Impaired wound healing and pathological scarring remain major clinical challenges, closely linked to dysregulation of the immune microenvironment. Aberrant macrophage polarization, persistent neutrophil activation, and dysfunctional T cell regulation have been demonstrated to critically shape wound resolution and fibrotic outcomes. However, conventional in-vitro models fail to recapitulate human-relevant immune responses, thereby limiting mechanistic insights into wound healing pathology and hindering therapeutic translation.
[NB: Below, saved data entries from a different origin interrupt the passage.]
use super::*;

/// Tests that only farmer-attributed metrics are returned with the farmer's name.
///
/// Expected: Ok with one row for the farmer
#[tokio::test]
async fn returns_farmer_attributed_rows() -> Result<(), DbErr> {
    let test = TestBuilder::new().with_booking_tables().build().await.unwrap();
    let db = test.db.as_ref().unwrap();

    let farmer = factory::farmer::FarmerFactory::new(db)
        .name("Blue Hills Farm")
        .build()
        .await?;
    let repo = ImpactRepository::new(db);

    repo.create(CreateImpactMetricParams {
        farmer_id: Some(farmer.id),
        ..metric(ImpactKind::ProduceKg, 40.0)
    })
    .await?;
    repo.create(metric(ImpactKind::MealsServed, 80.0)).await?;

    let rows = repo.get_farmer_values().await?;

    assert_eq!(
        rows,
        vec![(
            farmer.id,
            "Blue Hills Farm".to_string(),
            ImpactKind::ProduceKg,
            40.0
        )]
    );
    assert_eq!(repo.get_all_values().await?.len(), 2);

    Ok(())
}
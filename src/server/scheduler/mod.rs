//! Background jobs run on a cron schedule.

pub mod maintenance;
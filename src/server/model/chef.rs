//! Chef domain models and parameters.

use chrono::{DateTime, Utc};
use entity::sea_orm_active_enums::ChefTier;

use crate::{
    model::chef::{ChefDto, ChefInputDto, ChefTierDto, PublicChefDto},
    server::{
        error::validation::ValidationError,
        util::validate::{non_blank, normalize_email, Validate, Validator},
    },
};

enum_conversion!(ChefTier <=> ChefTierDto { Emerging, Certified, Master });

#[derive(Debug, Clone, PartialEq, Eq)]
pub struct Chef {
    pub id: i32,
    pub user_id: Option<i32>,
    pub name: String,
    pub email: String,
    pub phone: Option<String>,
    pub tier: ChefTier,
    pub specialties: Option<String>,
    pub payout_account_id: Option<String>,
    pub payout_account_active: bool,
    pub active: bool,
    pub created_at: DateTime<Utc>,
}

impl Chef {
    pub fn from_entity(entity: entity::chef::Model) -> Self {
        Self {
            id: entity.id,
            user_id: entity.user_id,
            name: entity.name,
            email: entity.email,
            phone: entity.phone,
            tier: entity.tier,
            specialties: entity.specialties,
            payout_account_id: entity.payout_account_id,
            payout_account_active: entity.payout_account_active,
            active: entity.active,
            created_at: entity.created_at,
        }
    }

    pub fn into_dto(self) -> ChefDto {
        ChefDto {
            id: self.id,
            user_id: self.user_id,
            name: self.name,
            email: self.email,
            phone: self.phone,
            tier: self.tier.into(),
            specialties: self.specialties,
            payout_account_id: self.payout_account_id,
            payout_account_active: self.payout_account_active,
            active: self.active,
            created_at: self.created_at,
        }
    }

    pub fn into_public_dto(self) -> PublicChefDto {
        PublicChefDto {
            id: self.id,
            name: self.name,
            tier: self.tier.into(),
            specialties: self.specialties,
        }
    }
}

#[derive(Debug, Clone)]
pub struct ChefParams {
    pub name: String,
    pub email: String,
    pub phone: Option<String>,
    pub tier: ChefTier,
    pub specialties: Option<String>,
    pub active: bool,
}

impl ChefParams {
    pub fn from_dto(dto: ChefInputDto) -> Self {
        Self {
            name: dto.name.trim().to_string(),
            email: normalize_email(&dto.email),
            phone: non_blank(dto.phone),
            tier: dto.tier.into(),
            specialties: non_blank(dto.specialties),
            active: dto.active,
        }
    }
}

impl Validate for ChefInputDto {
    fn validate(&self) -> Result<(), ValidationError> {
        Validator::new()
            .required("name", &self.name, 100)
            .email("email", &self.email)
            .phone("phone", self.phone.as_deref())
            .check(
                "specialties",
                self.specialties
                    .as_deref()
                    .is_none_or(|s| s.chars().count() <= 500),
                "must be at most 500 characters",
            )
            .finish()
    }
}
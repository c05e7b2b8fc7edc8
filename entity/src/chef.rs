use sea_orm::entity::prelude::*;

use crate::sea_orm_active_enums::ChefTier;

#[derive(Clone, Debug, PartialEq, Eq, DeriveEntityModel)]
#[sea_orm(table_name = "chef")]
pub struct Model {
    #[sea_orm(primary_key)]
    pub id: i32,
    #[sea_orm(unique)]
    pub user_id: Option<i32>,
    pub name: String,
    pub email: String,
    pub phone: Option<String>,
    pub tier: ChefTier,
    pub specialties: Option<String>,
    pub payout_account_id: Option<String>,
    pub payout_account_active: bool,
    pub active: bool,
    pub created_at: DateTimeUtc,
}

#[derive(Copy, Clone, Debug, EnumIter, DeriveRelation)]
pub enum Relation {
    #[sea_orm(
        belongs_to = "super::user::Entity",
        from = "Column::UserId",
        to = "super::user::Column::Id",
        on_update = "Cascade",
        on_delete = "SetNull"
    )]
    User,
    #[sea_orm(has_many = "super::assignment::Entity")]
    Assignment,
}

impl Related<super::user::Entity> for Entity {
    fn to() -> RelationDef {
        Relation::User.def()
    }
}

impl Related<super::assignment::Entity> for Entity {
    fn to() -> RelationDef {
        Relation::Assignment.def()
    }
}

impl ActiveModelBehavior for ActiveModel {}
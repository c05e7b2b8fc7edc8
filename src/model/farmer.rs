use chrono::{DateTime, Utc};
use serde::{Deserialize, Serialize};
use utoipa::{IntoParams, ToSchema};

#[derive(Debug, Clone, PartialEq, Serialize, Deserialize, ToSchema)]
pub struct FarmerDto {
    pub id: i32,
    pub user_id: Option<i32>,
    pub name: String,
    pub email: String,
    pub phone: Option<String>,
    pub region: String,
    pub acreage: f64,
    pub regenerative: bool,
    pub payout_account_id: Option<String>,
    pub payout_account_active: bool,
    pub active: bool,
    pub created_at: DateTime<Utc>,
}

/// Farmer directory entry without contact or payout data.
#[derive(Debug, Clone, PartialEq, Serialize, Deserialize, ToSchema)]
pub struct PublicFarmerDto {
    pub id: i32,
    pub name: String,
    pub region: String,
    pub acreage: f64,
    pub regenerative: bool,
}

#[derive(Debug, Clone, Serialize, Deserialize, ToSchema)]
pub struct FarmerInputDto {
    pub name: String,
    pub email: String,
    pub phone: Option<String>,
    pub region: String,
    #[serde(default)]
    pub acreage: f64,
    #[serde(default)]
    pub regenerative: bool,
    /// Ignored on create.
    #[serde(default = "default_active")]
    pub active: bool,
}

fn default_active() -> bool {
    true
}

#[derive(Debug, Clone, Serialize, Deserialize, ToSchema)]
pub struct PayoutAccountDto {
    pub account_id: Option<String>,
    pub active: bool,
}

#[derive(Debug, Clone, PartialEq, Serialize, Deserialize, ToSchema)]
pub struct FarmerIngredientDto {
    pub ingredient_id: i32,
    pub ingredient_name: String,
    pub unit: String,
    pub price_cents: i64,
    pub available: bool,
}

#[derive(Debug, Clone, Serialize, Deserialize, ToSchema)]
pub struct FarmerIngredientInputDto {
    pub ingredient_id: i32,
    pub price_cents: i64,
    #[serde(default = "default_active")]
    pub available: bool,
}

#[derive(Debug, Clone, Serialize, Deserialize, ToSchema)]
pub struct SetFarmerIngredientsDto {
    pub items: Vec<FarmerIngredientInputDto>,
}

#[derive(Debug, Clone, Deserialize, IntoParams)]
#[into_params(parameter_in = Query)]
pub struct ActiveFilterQuery {
    /// Only records with this active flag
    pub active: Option<bool>,
}
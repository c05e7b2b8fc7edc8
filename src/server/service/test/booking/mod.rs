use chrono::{Duration, Utc};
use entity::sea_orm_active_enums::{BookingStatus, ImpactKind};
use sea_orm::EntityTrait;
use test_utils::{builder::TestBuilder, factory};

use crate::server::{
    error::AppError,
    model::booking::CreateBookingParams,
    provider::test::RecordingNotifier,
    service::booking::BookingService,
};

mod create;
mod update_status;

const ADMIN_EMAIL: &str = "admin@bornfidis.test";

fn params(ingredients: Vec<(i32, f64)>) -> CreateBookingParams {
    CreateBookingParams {
        client_name: "Andre Campbell".to_string(),
        client_email: "andre@example.com".to_string(),
        client_phone: Some("+18765550123".to_string()),
        event_date: (Utc::now() + Duration::days(14)).date_naive(),
        event_type: "Wedding dinner".to_string(),
        location: "Port Antonio".to_string(),
        guest_count: 40,
        budget_cents: Some(250_000),
        dietary_notes: None,
        ingredients,
    }
}
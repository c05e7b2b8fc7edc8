use super::*;

/// Tests that a new invite is stored and its link sent by email and SMS.
///
/// Expected: Ok with created and sent set, one email and one SMS carrying the link
#[tokio::test]
async fn creates_and_delivers_invite() -> Result<(), AppError> {
    let test = TestBuilder::new().with_all_tables().build().await.unwrap();
    let db = test.db.as_ref().unwrap();

    let notifier = RecordingNotifier::new();
    let result = InviteService::new(db, &notifier, APP_URL)
        .create(params("farmer@example.com", UserRole::Farmer))
        .await?;

    assert!(result.created);
    assert!(result.sent);
    assert_eq!(result.invite.send_count, 1);
    assert_eq!(result.invite.token.len(), 32);
    assert_eq!(notifier.emails_to("farmer@example.com").len(), 1);
    assert_eq!(notifier.sms_to("+18765550100").len(), 1);

    let link = format!("{}/invite/{}", APP_URL, result.invite.token);
    assert!(notifier
        .sent()
        .iter()
        .all(|message| format!("{:?}", message).contains(&link)));

    Ok(())
}

/// Tests that inviting the same email and role twice returns the live invite.
///
/// Expected: Ok with created = false, same invite, no second message
#[tokio::test]
async fn returns_existing_live_invite() -> Result<(), AppError> {
    let test = TestBuilder::new().with_all_tables().build().await.unwrap();
    let db = test.db.as_ref().unwrap();

    let notifier = RecordingNotifier::new();
    let service = InviteService::new(db, &notifier, APP_URL);

    let first = service
        .create(params("chef@example.com", UserRole::Chef))
        .await?;
    let second = service
        .create(params("chef@example.com", UserRole::Chef))
        .await?;

    assert!(!second.created);
    assert!(!second.sent);
    assert_eq!(second.invite.id, first.invite.id);
    assert_eq!(notifier.emails_to("chef@example.com").len(), 1);

    Ok(())
}

/// Tests that an existing account cannot be invited.
///
/// Expected: Err(AppError::Conflict)
#[tokio::test]
async fn rejects_existing_user() -> Result<(), AppError> {
    let test = TestBuilder::new().with_all_tables().build().await.unwrap();
    let db = test.db.as_ref().unwrap();

    factory::user::UserFactory::new(db)
        .email("taken@example.com")
        .build()
        .await?;

    let notifier = RecordingNotifier::new();
    let result = InviteService::new(db, &notifier, APP_URL)
        .create(params("taken@example.com", UserRole::Partner))
        .await;

    assert!(matches!(result, Err(AppError::Conflict(_))));
    assert!(notifier.sent().is_empty());

    Ok(())
}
Recent advances in tissue engineering, three-dimensional bioprinting, and microfluidic technologies have enabled the integration of immune components into engineered wound models, driving a transition from traditional culture systems toward immune-integrated microphysiological platforms. This review systematically summarizes the developmental trajectory, technical frameworks, and integration strategies of immune-inclusive wound-healing models, encompassing two-dimensional co-cultures, three-dimensional skin equivalents, organoid systems, and organ-on-a-chip technologies. We further highlight cell type-specific integration approaches for macrophages, neutrophils, T-cell subsets, and other immune populations, and discuss how these platforms recapitulate inflammation, fibrosis, angiogenesis, and immune-stromal crosstalk.
Organ-on-a-chip systems are particularly promising because they reproduce vascular perfusion, shear stress, and dynamic multicellular interactions, enabling more accurate modeling of immune cell trafficking and tissue remodeling. Hybrid microphysiological platforms combining organoids, 3D bioprinting, modular microfluidics, and multi-sensor integration provide enhanced spatial complexity, real-time monitoring capability, and long-term culture stability, thereby better capturing stage-specific immune regulation during wound repair.
Despite remaining challenges—including immune cell sourcing and stability, model standardization, long-term culture robustness, and engineering complexity—immune-integrated wound-healing models represent powerful tools for mechanistic investigation, drug screening, and precision therapeutic evaluation. Through interdisciplinary collaboration and standardized platform development, these next-generation systems are poised to shift wound-healing research from animal-based studies toward human-relevant precision-medicine platforms, accelerating advances in therapies for impaired wound healing and pathological scarring.